▶ _WORK REQUIRED_: Word for word, output the data that follows.

------ DATA RECORDS

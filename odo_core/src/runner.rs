//! Polling pipeline: one cycle reads the collaborators, reconstructs, and
//! writes the chart artifacts. The loop repeats until shut down and survives
//! failed cycles.

use std::time::{Duration, Instant};

use chrono::{DateTime, Timelike, Utc};
use crossbeam_channel as xch;
use odo_traits::{ArtifactSink, DonationFeed, EventSource, SampleSource};
use serde::Serialize;

use crate::donations::{RunSeries, donation_series, run_label};
use crate::error::{PipelineError, ReconstructError, Result};
use crate::events::{Event, annotate};
use crate::reconstruct::reconstruct;
use crate::sample::{ReconstructParams, Sample};
use crate::shifts::{Shift, shift_segments};

/// One marathon run as the pipeline sees it.
#[derive(Debug, Clone, PartialEq)]
pub struct RunSpec {
    pub year: u32,
    pub start: DateTime<Utc>,
    /// Set for finished runs only.
    pub end_hour: Option<f64>,
}

#[derive(Debug, Clone)]
pub struct PipelineSettings {
    pub label: String,
    pub current: RunSpec,
    pub previous: Vec<RunSpec>,
    pub params: ReconstructParams,
    pub interval: Duration,
    pub shifts: Vec<Shift>,
    /// Finished runs from this year on are thinned.
    pub decimate_previous_from: u32,
}

impl PipelineSettings {
    pub fn odometer_artifact(&self) -> String {
        format!("{}_{}_odometer.json", self.label, self.current.year)
    }

    pub fn events_artifact(&self) -> String {
        format!("{}_{}_events.json", self.label, self.current.year)
    }

    pub fn shifts_artifact(&self) -> String {
        format!("{}_{}_shifts.json", self.label, self.current.year)
    }

    pub fn all_years_artifact(&self) -> &'static str {
        "all_years_donations.json"
    }
}

/// What one cycle produced.
#[derive(Debug, Clone, Default, PartialEq, Eq)]
pub struct CycleReport {
    pub donation_points: usize,
    pub samples: usize,
    pub buckets: usize,
    pub events: usize,
    /// Too few samples to reconstruct this cycle.
    pub odometer_skipped: bool,
    pub artifacts: Vec<String>,
}

type BoxedEvents = Box<dyn EventSource + Send>;
type BoxedFeed = Box<dyn DonationFeed + Send>;

pub struct Pipeline<S, K> {
    samples: S,
    sink: K,
    events: Option<BoxedEvents>,
    donations: Option<BoxedFeed>,
    settings: PipelineSettings,
    history: Vec<RunSeries>,
}

impl<S, K> Pipeline<S, K>
where
    S: SampleSource,
    K: ArtifactSink,
{
    pub fn new(samples: S, sink: K, settings: PipelineSettings) -> Self {
        Self {
            samples,
            sink,
            events: None,
            donations: None,
            settings,
            history: Vec::new(),
        }
    }

    pub fn with_events(mut self, events: BoxedEvents) -> Self {
        self.events = Some(events);
        self
    }

    pub fn with_donations(mut self, feed: BoxedFeed) -> Self {
        self.donations = Some(feed);
        self
    }

    pub fn settings(&self) -> &PipelineSettings {
        &self.settings
    }

    pub fn history(&self) -> &[RunSeries] {
        &self.history
    }

    /// Fetch the finished runs once. A no-op without a donation feed.
    pub fn load_history(&mut self) -> Result<()> {
        let Some(feed) = self.donations.as_mut() else {
            return Ok(());
        };
        let mut history = Vec::with_capacity(self.settings.previous.len());
        for run in &self.settings.previous {
            tracing::info!(year = run.year, "loading previous donations");
            let entries = feed
                .fetch(run.year)
                .map_err(|e| PipelineError::Feed(e.to_string()))?;
            let decimate = run.year >= self.settings.decimate_previous_from;
            history.push(RunSeries {
                year: run.year,
                label: run_label(&self.settings.label, run.year),
                current: false,
                points: donation_series(&entries, run.start, run.end_hour, decimate),
            });
        }
        self.history = history;
        Ok(())
    }

    /// One polling cycle. Errors abort the cycle; the caller decides to retry.
    pub fn cycle(&mut self) -> Result<CycleReport> {
        let mut report = CycleReport::default();
        let current = self.settings.current.clone();

        if self.donations.is_some() {
            self.donation_artifacts(&current, &mut report)?;
        }

        let records = self
            .samples
            .samples_since(current.start)
            .map_err(|e| PipelineError::Source(e.to_string()))?;
        let samples: Vec<Sample> = records.into_iter().map(Sample::from).collect();
        report.samples = samples.len();

        match reconstruct(&samples, current.start, &self.settings.params) {
            Ok(rec) => {
                report.buckets = rec.buckets.len();
                let name = self.settings.odometer_artifact();
                let body = rec
                    .buckets
                    .to_json()
                    .map_err(|e| serialize_error(&name, &e))?;
                self.emit(&name, &body, &mut report)?;

                if let Some(source) = self.events.as_mut() {
                    let events: Vec<Event> = source
                        .events_since(current.start)
                        .map_err(|e| PipelineError::Events(e.to_string()))?
                        .into_iter()
                        .map(Event::from)
                        .collect();
                    let annotated = annotate(&events, &rec.buckets);
                    report.events = annotated.len();
                    let name = self.settings.events_artifact();
                    let body = to_json(&name, &annotated)?;
                    self.emit(&name, &body, &mut report)?;
                }
            }
            Err(ReconstructError::InsufficientData { got, needed }) => {
                tracing::warn!(got, needed, "not enough odometer samples yet; skipping");
                report.odometer_skipped = true;
            }
            Err(e) => return Err(e.into()),
        }

        Ok(report)
    }

    fn donation_artifacts(&mut self, current: &RunSpec, report: &mut CycleReport) -> Result<()> {
        let Some(feed) = self.donations.as_mut() else {
            return Ok(());
        };
        let entries = feed
            .fetch(current.year)
            .map_err(|e| PipelineError::Feed(e.to_string()))?;
        let points = donation_series(&entries, current.start, None, false);
        report.donation_points = points.len();

        let segments = shift_segments(&points, current.start.hour(), &self.settings.shifts);

        let mut all_years = self.history.clone();
        all_years.push(RunSeries {
            year: current.year,
            label: run_label(&self.settings.label, current.year),
            current: true,
            points,
        });

        let name = self.settings.all_years_artifact().to_string();
        let body = to_json(&name, &all_years)?;
        self.emit(&name, &body, report)?;

        let name = self.settings.shifts_artifact();
        let body = to_json(&name, &segments)?;
        self.emit(&name, &body, report)
    }

    fn emit(&mut self, name: &str, body: &[u8], report: &mut CycleReport) -> Result<()> {
        self.sink
            .write(name, body)
            .map_err(|e| PipelineError::Sink(format!("{name}: {e}")))?;
        tracing::debug!(artifact = name, bytes = body.len(), "artifact written");
        report.artifacts.push(name.to_string());
        Ok(())
    }

    /// Run cycles every `settings.interval` until `shutdown` fires or its
    /// sender is dropped. Failed cycles are logged and retried on the next
    /// tick. Returns the number of cycles attempted.
    pub fn run(&mut self, shutdown: &xch::Receiver<()>) -> usize {
        let mut cycles = 0usize;
        loop {
            if shutdown.try_recv().is_ok() {
                break;
            }
            cycles += 1;
            let t_start = Instant::now();
            match self.cycle() {
                Ok(r) => tracing::info!(
                    cycle = cycles,
                    samples = r.samples,
                    buckets = r.buckets,
                    events = r.events,
                    donation_points = r.donation_points,
                    elapsed_ms = t_start.elapsed().as_millis() as u64,
                    "cycle complete"
                ),
                Err(e) => tracing::error!(cycle = cycles, error = %e, "cycle failed; retrying"),
            }
            let stop = xch::select! {
                recv(shutdown) -> _ => true,
                default(self.settings.interval) => false,
            };
            if stop {
                break;
            }
        }
        tracing::info!(cycles, "pipeline stopped");
        cycles
    }
}

fn to_json<T: Serialize + ?Sized>(name: &str, value: &T) -> Result<Vec<u8>> {
    serde_json::to_vec(value).map_err(|e| serialize_error(name, &e).into())
}

fn serialize_error(name: &str, e: &serde_json::Error) -> PipelineError {
    PipelineError::Serialize {
        name: name.to_string(),
        message: e.to_string(),
    }
}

------------

▶ _RESPONSE_:
filename odo_core/src/runner.rs
//! Polling pipeline: one cycle reads the collaborators, reconstructs, and
//! writes the chart artifacts. The loop repeats until shut down and survives
//! failed cycles.

use std::time::{Duration, Instant};

use chrono::{DateTime, Timelike, Utc};
use crossbeam_channel as xch;
use odo_traits::{ArtifactSink, DonationFeed, EventSource, SampleSource};
use serde::Serialize;

use crate::donations::{RunSeries, donation_series, run_label};
use crate::error::{PipelineError, ReconstructError, Result};
use crate::events::{Event, annotate};
use crate::reconstruct::reconstruct;
use crate::sample::{ReconstructParams, Sample};
use crate::shifts::{Shift, shift_segments};

/// One marathon run as the pipeline sees it.
#[derive(Debug, Clone, PartialEq)]
pub struct RunSpec {
    pub year: u32,
    pub start: DateTime<Utc>,
    /// Set for finished runs only.
    pub end_hour: Option<f64>,
}

#[derive(Debug, Clone)]
pub struct PipelineSettings {
    pub label: String,
    pub current: RunSpec,
    pub previous: Vec<RunSpec>,
    pub params: ReconstructParams,
    pub interval: Duration,
    pub shifts: Vec<Shift>,
    /// Finished runs from this year on are thinned.
    pub decimate_previous_from: u32,
}

impl PipelineSettings {
    pub fn odometer_artifact(&self) -> String {
        format!("{}_{}_odometer.json", self.label, self.current.year)
    }

    pub fn events_artifact(&self) -> String {
        format!("{}_{}_events.json", self.label, self.current.year)
    }

    pub fn shifts_artifact(&self) -> String {
        format!("{}_{}_shifts.json", self.label, self.current.year)
    }

    pub fn all_years_artifact(&self) -> &'static str {
        "all_years_donations.json"
    }
}

/// What one cycle produced.
#[derive(Debug, Clone, Default, PartialEq, Eq)]
pub struct CycleReport {
    pub donation_points: usize,
    pub samples: usize,
    pub buckets: usize,
    pub events: usize,
    /// Too few samples to reconstruct this cycle.
    pub odometer_skipped: bool,
    pub artifacts: Vec<String>,
}

type BoxedEvents = Box<dyn EventSource + Send>;
type BoxedFeed = Box<dyn DonationFeed + Send>;

pub struct Pipeline<S, K> {
    samples: S,
    sink: K,
    events: Option<BoxedEvents>,
    donations: Option<BoxedFeed>,
    settings: PipelineSettings,
    history: Vec<RunSeries>,
}

impl<S, K> Pipeline<S, K>
where
    S: SampleSource,
    K: ArtifactSink,
{
    pub fn new(samples: S, sink: K, settings: PipelineSettings) -> Self {
        Self {
            samples,
            sink,
            events: None,
            donations: None,
            settings,
            history: Vec::new(),
        }
    }

    pub fn with_events(mut self, events: BoxedEvents) -> Self {
        self.events = Some(events);
        self
    }

    pub fn with_donations(mut self, feed: BoxedFeed) -> Self {
        self.donations = Some(feed);
        self
    }

    pub fn settings(&self) -> &PipelineSettings {
        &self.settings
    }

    pub fn history(&self) -> &[RunSeries] {
        &self.history
    }

    /// Fetch the finished runs once. A no-op without a donation feed.
    pub fn load_history(&mut self) -> Result<()> {
        let Some(feed) = self.donations.as_mut() else {
            return Ok(());
        };
        let mut history = Vec::with_capacity(self.settings.previous.len());
        for run in &self.settings.previous {
            tracing::info!(year = run.year, "loading previous donations");
            let entries = feed
                .fetch(run.year)
                .map_err(|e| PipelineError::Feed(e.to_string()))?;
            let decimate = run.year >= self.settings.decimate_previous_from;
            history.push(RunSeries {
                year: run.year,
                label: run_label(&self.settings.label, run.year),
                current: false,
                points: donation_series(&entries, run.start, run.end_hour, decimate),
            });
        }
        self.history = history;
        Ok(())
    }

    /// One polling cycle. Errors abort the cycle; the caller decides to retry.
    pub fn cycle(&mut self) -> Result<CycleReport> {
        let mut report = CycleReport::default();
        let current = self.settings.current.clone();

        if self.donations.is_some() {
            self.donation_artifacts(&current, &mut report)?;
        }

        let records = self
            .samples
            .samples_since(current.start)
            .map_err(|e| PipelineError::Source(e.to_string()))?;
        let samples: Vec<Sample> = records.into_iter().map(Sample::from).collect();
        report.samples = samples.len();

        match reconstruct(&samples, current.start, &self.settings.params) {
            Ok(rec) => {
                report.buckets = rec.buckets.len();
                let name = self.settings.odometer_artifact();
                let body = rec
                    .buckets
                    .to_json()
                    .map_err(|e| serialize_error(&name, &e))?;
                self.emit(&name, &body, &mut report)?;

                if let Some(source) = self.events.as_mut() {
                    let events: Vec<Event> = source
                        .events_since(current.start)
                        .map_err(|e| PipelineError::Events(e.to_string()))?
                        .into_iter()
                        .map(Event::from)
                        .collect();
                    let annotated = annotate(&events, &rec.buckets);
                    report.events = annotated.len();
                    let name = self.settings.events_artifact();
                    let body = to_json(&name, &annotated)?;
                    self.emit(&name, &body, &mut report)?;
                }
            }
            Err(ReconstructError::InsufficientData { got, needed }) => {
                tracing::warn!(got, needed, "not enough odometer samples yet; skipping");
                report.odometer_skipped = true;
            }
            Err(e) => return Err(e.into()),
        }

        Ok(report)
    }

    fn donation_artifacts(&mut self, current: &RunSpec, report: &mut CycleReport) -> Result<()> {
        let Some(feed) = self.donations.as_mut() else {
            return Ok(());
        };
        let entries = feed
            .fetch(current.year)
            .map_err(|e| PipelineError::Feed(e.to_string()))?;
        let points = donation_series(&entries, current.start, None, false);
        report.donation_points = points.len();

        let segments = shift_segments(&points, current.start.hour(), &self.settings.shifts);

        let mut all_years = self.history.clone();
        all_years.push(RunSeries {
            year: current.year,
            label: run_label(&self.settings.label, current.year),
            current: true,
            points,
        });

        let name = self.settings.all_years_artifact().to_string();
        let body = to_json(&name, &all_years)?;
        self.emit(&name, &body, report)?;

        let name = self.settings.shifts_artifact();
        let body = to_json(&name, &segments)?;
        self.emit(&name, &body, report)
    }

    fn emit(&mut self, name: &str, body: &[u8], report: &mut CycleReport) -> Result<()> {
        self.sink
            .write(name, body)
            .map_err(|e| PipelineError::Sink(format!("{name}: {e}")))?;
        tracing::debug!(artifact = name, bytes = body.len(), "artifact written");
        report.artifacts.push(name.to_string());
        Ok(())
    }

    /// Run cycles every `settings.interval` until `shutdown` fires or its
    /// sender is dropped. Failed cycles are logged and retried on the next
    /// tick. Returns the number of cycles attempted.
    pub fn run(&mut self, shutdown: &xch::Receiver<()>) -> usize {
        let mut cycles = 0usize;
        loop {
            if shutdown.try_recv().is_ok() {
                break;
            }
            cycles += 1;
            let t_start = Instant::now();
            match self.cycle() {
                Ok(r) => tracing::info!(
                    cycle = cycles,
                    samples = r.samples,
                    buckets = r.buckets,
                    events = r.events,
                    donation_points = r.donation_points,
                    elapsed_ms = t_start.elapsed().as_millis() as u64,
                    "cycle complete"
                ),
                Err(e) => tracing::error!(cycle = cycles, error = %e, "cycle failed; retrying"),
            }
            let stop = xch::select! {
                recv(shutdown) -> _ => true,
                default(self.settings.interval) => false,
            };
            if stop {
                break;
            }
        }
        tracing::info!(cycles, "pipeline stopped");
        cycles
    }
}

fn to_json<T: Serialize + ?Sized>(name: &str, value: &T) -> Result<Vec<u8>> {
    serde_json::to_vec(value).map_err(|e| serialize_error(name, &e).into())
}

fn serialize_error(name: &str, e: &serde_json::Error) -> PipelineError {
    PipelineError::Serialize {
        name: name.to_string(),
        message: e.to_string(),
    }
}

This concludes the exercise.